I must be blind.I can't see a queen either.


----------



## Bsupplier (Dec 23, 2008)

Where's Waldo?
OK, she's the fat orange drone with the small eyes.
Standing in front of the cell with the sunken cap. 
And it's not foul brood.


----------



## Bsupplier (Dec 23, 2008)

I have to say she does have a short abdomen but she is fat.


----------



## beemandan (Dec 5, 2005)

I couldn't see her either but was embarrassed to admit it. I still don't see her. That tubby thing in next to the weird cell......doesn't look like a queen to me.

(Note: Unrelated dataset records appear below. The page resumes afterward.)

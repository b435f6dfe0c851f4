//! Mailbox repository: connection credentials, sync schedules and watermarks.

use async_trait::async_trait;
use chrono::{DateTime, Utc};
use sea_orm::sea_query::Expr;
use sea_orm::{ColumnTrait, DatabaseConnection, EntityTrait, QueryFilter, QueryOrder};
use tally_core::ingest::{CredentialStore, MailboxCredential, SyncStateStore};
use tally_core::scheduler::MailboxSyncState;
use tally_core::store::StoreError;
use tally_shared::types::OwnerId;

use crate::convert;
use crate::entities::mailbox_connections;
use crate::error::store_err;

/// Mailbox datastore backed by PostgreSQL.
#[derive(Debug, Clone)]
pub struct MailboxRepository {
    db: DatabaseConnection,
}

impl MailboxRepository {
    /// Creates a new mailbox repository.
    #[must_use]
    pub const fn new(db: DatabaseConnection) -> Self {
        Self { db }
    }

    async fn find(
        &self,
        owner_id: OwnerId,
    ) -> Result<Option<mailbox_connections::Model>, StoreError> {
        mailbox_connections::Entity::find_by_id(owner_id.into_inner())
            .one(&self.db)
            .await
            .map_err(store_err)
    }
}

#[async_trait]
impl SyncStateStore for MailboxRepository {
    async fn list_sync_states(&self) -> Result<Vec<MailboxSyncState>, StoreError> {
        mailbox_connections::Entity::find()
            .order_by_asc(mailbox_connections::Column::OwnerId)
            .all(&self.db)
            .await
            .map_err(store_err)?
            .iter()
            .map(convert::sync_state)
            .collect()
    }

    async fn get_sync_state(
        &self,
        owner_id: OwnerId,
    ) -> Result<Option<MailboxSyncState>, StoreError> {
        self.find(owner_id)
            .await?
            .as_ref()
            .map(convert::sync_state)
            .transpose()
    }

    async fn advance_watermark(
        &self,
        owner_id: OwnerId,
        at: DateTime<Utc>,
    ) -> Result<(), StoreError> {
        let result = mailbox_connections::Entity::update_many()
            .col_expr(mailbox_connections::Column::LastSyncAt, Expr::value(at))
            .filter(mailbox_connections::Column::OwnerId.eq(owner_id.into_inner()))
            .exec(&self.db)
            .await
            .map_err(store_err)?;

        if result.rows_affected == 0 {
            return Err(StoreError::NotFound(format!("mailbox connection for owner {owner_id}")));
        }
        Ok(())
    }
}

#[async_trait]
impl CredentialStore for MailboxRepository {
    async fn load_credential(
        &self,
        owner_id: OwnerId,
    ) -> Result<Option<MailboxCredential>, StoreError> {
        Ok(self.find(owner_id).await?.map(convert::credential))
    }

    async fn save_credential(
        &self,
        owner_id: OwnerId,
        credential: &MailboxCredential,
    ) -> Result<(), StoreError> {
        let result = mailbox_connections::Entity::update_many()
            .col_expr(
                mailbox_connections::Column::AccessToken,
                Expr::value(credential.access_token.clone()),
            )
            .col_expr(
                mailbox_connections::Column::RefreshToken,
                Expr::value(credential.refresh_token.clone()),
            )
            .col_expr(
                mailbox_connections::Column::ExpiresAt,
                Expr::value(credential.expires_at),
            )
            .filter(mailbox_connections::Column::OwnerId.eq(owner_id.into_inner()))
            .exec(&self.db)
            .await
            .map_err(store_err)?;

        if result.rows_affected == 0 {
            return Err(StoreError::NotFound(format!("mailbox connection for owner {owner_id}")));
        }
        Ok(())
    }
}
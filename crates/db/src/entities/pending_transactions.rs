//! `SeaORM` Entity for pending_transactions table.

use sea_orm::entity::prelude::*;
use serde::{Deserialize, Serialize};

use super::sea_orm_active_enums::{PendingStatus, TransactionKind};

#[derive(Clone, Debug, PartialEq, DeriveEntityModel, Eq, Serialize, Deserialize)]
#[sea_orm(table_name = "pending_transactions")]
pub struct Model {
    #[sea_orm(primary_key, auto_increment = false)]
    pub id: Uuid,
    pub owner_id: Uuid,
    pub kind: TransactionKind,
    #[sea_orm(column_type = "Decimal(Some((19, 4)))")]
    pub amount: Decimal,
    pub category_id: Option<Uuid>,
    pub asset_id: Option<Uuid>,
    pub liability_id: Option<Uuid>,
    pub occurred_at: DateTimeWithTimeZone,
    pub description: String,
    pub source_message_id: String,
    pub status: PendingStatus,
    pub created_at: DateTimeWithTimeZone,
    pub updated_at: DateTimeWithTimeZone,
}

#[derive(Copy, Clone, Debug, EnumIter, DeriveRelation)]
pub enum Relation {}

impl ActiveModelBehavior for ActiveModel {}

But then, I'm old and my eyes aren't what they once were....and they never were great.


----------



## Beeslave (Feb 6, 2009)

Yep, she's a he.

The brood does look pretty spotty. Is that what brood looks like when you have hygenic behavior and the bees are chewing out varroa infested cells? I've seen my bees(some colonies) do this occasionally but they usually put nectar in those cells for the emerging bees and also use them when they are feeding larva so the queen is not able to lay in them.


----------



## loggermike (Jul 23, 2000)

I think Bsupplier is pulling our leg.Must be a slow day in Kentucky


----------



## Bee_Sweet (May 27, 2008)

That would bee a Drone... lol:doh:


----------



## Bsupplier (Dec 23, 2008)

This is my Russian Queen Victoriainska


----------



## beemandan (Dec 5, 2005)

Thank goodness for the updated photo....now I see her. If my memory serves me (usually about a well as my eyes) she had a target painted on her....


----------



## Bsupplier (Dec 23, 2008)

Sorry guys,
My weak attempt at humor. No disparagement on Dans Queens that I really like a lot. The hive in photos has actually raised it's own queen from a failed package queen. As I have Gold lines, Russians & Italians in that yard I have no Idea of it's lineage. There is also a large number of feral black bees in the area.


----------



## honeyman46408 (Feb 14, 2003)

http://www.beesource.com/forums/showthread.php?t=227902


----------



## Barry (Dec 28, 1999)

Bsupplier said:


> This is my Russian Queen Victoriainska


Ah yes, you did say "a short abdomen but she is fat."


----------